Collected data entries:
Start of Block

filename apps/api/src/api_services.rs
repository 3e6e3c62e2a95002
mod database;
mod expiry;
mod redis_client;
mod state_builder;

pub use database::connect_and_migrate;
pub use expiry::spawn_expiry_sweeper;
pub use redis_client::build_redis_client;
pub use state_builder::{StoreHandle, assemble_app_state, build_app_state};
use std::sync::Arc;

use chrono::{DateTime, Duration, Utc};
use sqlx::PgPool;
use tether_application::{
    ConnectionRegistry, DeliveryService, ExecutionService, ExecutionStatusStore, KeyValueStore,
    LockService, LogService, PushSubscriber, PushTransport,
};
use tether_core::{AppError, AppResult};
use tether_infrastructure::{
    InMemoryKeyValueStore, LocalPushHub, PostgresKeyValueStore, RedisPushTransport,
};
use tracing::info;

use crate::api_config::{ApiConfig, StoreBackend};
use crate::state::AppState;

use super::connect_and_migrate;
use super::redis_client::build_redis_client;

const VIEWER_CHANNEL_PREFIX: &str = "tether:viewer";

/// Concrete store behind the key-value port, kept for maintenance tasks.
#[derive(Clone)]
pub enum StoreHandle {
    Memory(Arc<InMemoryKeyValueStore>),
    Postgres(Arc<PostgresKeyValueStore>),
}

impl StoreHandle {
    pub async fn connect(backend: &StoreBackend) -> AppResult<(Self, Option<PgPool>)> {
        match backend {
            StoreBackend::Postgres { database_url } => {
                let pool = connect_and_migrate(database_url).await?;
                Ok((
                    Self::Postgres(Arc::new(PostgresKeyValueStore::new(pool.clone()))),
                    Some(pool),
                ))
            }
            StoreBackend::Memory => Ok((Self::Memory(Arc::new(InMemoryKeyValueStore::new())), None)),
        }
    }

    pub fn key_value_store(&self) -> Arc<dyn KeyValueStore> {
        match self {
            Self::Memory(store) => store.clone(),
            Self::Postgres(store) => store.clone(),
        }
    }

    pub async fn purge_expired(&self, before: DateTime<Utc>) -> AppResult<u64> {
        match self {
            Self::Memory(store) => Ok(store.purge_expired(before).await),
            Self::Postgres(store) => store.purge_expired(before).await,
        }
    }
}

pub async fn build_app_state(config: &ApiConfig) -> Result<(AppState, StoreHandle), AppError> {
    let (store, postgres_pool) = StoreHandle::connect(&config.store_backend).await?;

    let redis_client = config
        .redis_url
        .as_deref()
        .map(build_redis_client)
        .transpose()?;

    let (transport, subscriber): (Arc<dyn PushTransport>, Arc<dyn PushSubscriber>) =
        match redis_client.clone() {
            Some(client) => {
                let redis_transport = Arc::new(RedisPushTransport::new(client, VIEWER_CHANNEL_PREFIX));
                info!("viewer push uses redis pub/sub");
                (redis_transport.clone(), redis_transport)
            }
            None => {
                let hub = Arc::new(LocalPushHub::new());
                info!("viewer push uses the in-process hub");
                (hub.clone(), hub)
            }
        };

    let mut state = assemble_app_state(store.key_value_store(), transport, subscriber, config);
    state.postgres_pool = postgres_pool;
    state.redis_client = redis_client;

    Ok((state, store))
}

/// Wires the services over one store and one push transport.
pub fn assemble_app_state(
    store: Arc<dyn KeyValueStore>,
    transport: Arc<dyn PushTransport>,
    subscriber: Arc<dyn PushSubscriber>,
    config: &ApiConfig,
) -> AppState {
    let lock_service = LockService::new(store.clone());
    let log_service = LogService::new(store.clone());
    let connection_registry = ConnectionRegistry::new(store.clone());
    let delivery_service = DeliveryService::new(
        log_service.clone(),
        connection_registry.clone(),
        transport,
        Arc::new(ExecutionStatusStore::new(store.clone())),
    )
    .with_concurrency(config.fanout_concurrency);
    let execution_service = ExecutionService::new(
        store,
        lock_service.clone(),
        log_service,
        delivery_service.clone(),
    )
    .with_log_retention(Duration::seconds(config.log_retention_seconds));

    AppState {
        lock_service,
        execution_service,
        connection_registry,
        delivery_service,
        push_subscriber: subscriber,
        internal_shared_secret: config.internal_shared_secret.clone(),
        viewer_token_ttl_seconds: config.viewer_token_ttl_seconds,
        postgres_pool: None,
        redis_client: None,
    }
}
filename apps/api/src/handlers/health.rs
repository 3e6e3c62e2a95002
use axum::Json;
use axum::extract::State;
use axum::http::StatusCode;

use crate::dto::{HealthDependencyStatus, HealthResponse};
use crate::state::AppState;

mod checks;
mod handlers;

pub use handlers::health_handler;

End of Block

Exercise directions: In full and without alteration, write out each record.

The answer:
filename apps/api/src/api_services.rs
repository 3e6e3c62e2a95002
mod database;
mod expiry;
mod redis_client;
mod state_builder;

pub use database::connect_and_migrate;
pub use expiry::spawn_expiry_sweeper;
pub use redis_client::build_redis_client;
pub use state_builder::{StoreHandle, assemble_app_state, build_app_state};
use std::sync::Arc;

use chrono::{DateTime, Duration, Utc};
use sqlx::PgPool;
use tether_application::{
    ConnectionRegistry, DeliveryService, ExecutionService, ExecutionStatusStore, KeyValueStore,
    LockService, LogService, PushSubscriber, PushTransport,
};
use tether_core::{AppError, AppResult};
use tether_infrastructure::{
    InMemoryKeyValueStore, LocalPushHub, PostgresKeyValueStore, RedisPushTransport,
};
use tracing::info;

use crate::api_config::{ApiConfig, StoreBackend};
use crate::state::AppState;

use super::connect_and_migrate;
use super::redis_client::build_redis_client;

const VIEWER_CHANNEL_PREFIX: &str = "tether:viewer";

/// Concrete store behind the key-value port, kept for maintenance tasks.
#[derive(Clone)]
pub enum StoreHandle {
    Memory(Arc<InMemoryKeyValueStore>),
    Postgres(Arc<PostgresKeyValueStore>),
}

impl StoreHandle {
    pub async fn connect(backend: &StoreBackend) -> AppResult<(Self, Option<PgPool>)> {
        match backend {
            StoreBackend::Postgres { database_url } => {
                let pool = connect_and_migrate(database_url).await?;
                Ok((
                    Self::Postgres(Arc::new(PostgresKeyValueStore::new(pool.clone()))),
                    Some(pool),
                ))
            }
            StoreBackend::Memory => Ok((Self::Memory(Arc::new(InMemoryKeyValueStore::new())), None)),
        }
    }

    pub fn key_value_store(&self) -> Arc<dyn KeyValueStore> {
        match self {
            Self::Memory(store) => store.clone(),
            Self::Postgres(store) => store.clone(),
        }
    }

    pub async fn purge_expired(&self, before: DateTime<Utc>) -> AppResult<u64> {
        match self {
            Self::Memory(store) => Ok(store.purge_expired(before).await),
            Self::Postgres(store) => store.purge_expired(before).await,
        }
    }
}

pub async fn build_app_state(config: &ApiConfig) -> Result<(AppState, StoreHandle), AppError> {
    let (store, postgres_pool) = StoreHandle::connect(&config.store_backend).await?;

    let redis_client = config
        .redis_url
        .as_deref()
        .map(build_redis_client)
        .transpose()?;

    let (transport, subscriber): (Arc<dyn PushTransport>, Arc<dyn PushSubscriber>) =
        match redis_client.clone() {
            Some(client) => {
                let redis_transport = Arc::new(RedisPushTransport::new(client, VIEWER_CHANNEL_PREFIX));
                info!("viewer push uses redis pub/sub");
                (redis_transport.clone(), redis_transport)
            }
            None => {
                let hub = Arc::new(LocalPushHub::new());
                info!("viewer push uses the in-process hub");
                (hub.clone(), hub)
            }
        };

    let mut state = assemble_app_state(store.key_value_store(), transport, subscriber, config);
    state.postgres_pool = postgres_pool;
    state.redis_client = redis_client;

    Ok((state, store))
}

/// Wires the services over one store and one push transport.
pub fn assemble_app_state(
    store: Arc<dyn KeyValueStore>,
    transport: Arc<dyn PushTransport>,
    subscriber: Arc<dyn PushSubscriber>,
    config: &ApiConfig,
) -> AppState {
    let lock_service = LockService::new(store.clone());
    let log_service = LogService::new(store.clone());
    let connection_registry = ConnectionRegistry::new(store.clone());
    let delivery_service = DeliveryService::new(
        log_service.clone(),
        connection_registry.clone(),
        transport,
        Arc::new(ExecutionStatusStore::new(store.clone())),
    )
    .with_concurrency(config.fanout_concurrency);
    let execution_service = ExecutionService::new(
        store,
        lock_service.clone(),
        log_service,
        delivery_service.clone(),
    )
    .with_log_retention(Duration::seconds(config.log_retention_seconds));

    AppState {
        lock_service,
        execution_service,
        connection_registry,
        delivery_service,
        push_subscriber: subscriber,
        internal_shared_secret: config.internal_shared_secret.clone(),
        viewer_token_ttl_seconds: config.viewer_token_ttl_seconds,
        postgres_pool: None,
        redis_client: None,
    }
}
filename apps/api/src/handlers/health.rs
repository 3e6e3c62e2a95002
use axum::Json;
use axum::extract::State;
use axum::http::StatusCode;

use crate::dto::{HealthDependencyStatus, HealthResponse};
use crate::state::AppState;

mod checks;
mod handlers;

pub use handlers::health_handler;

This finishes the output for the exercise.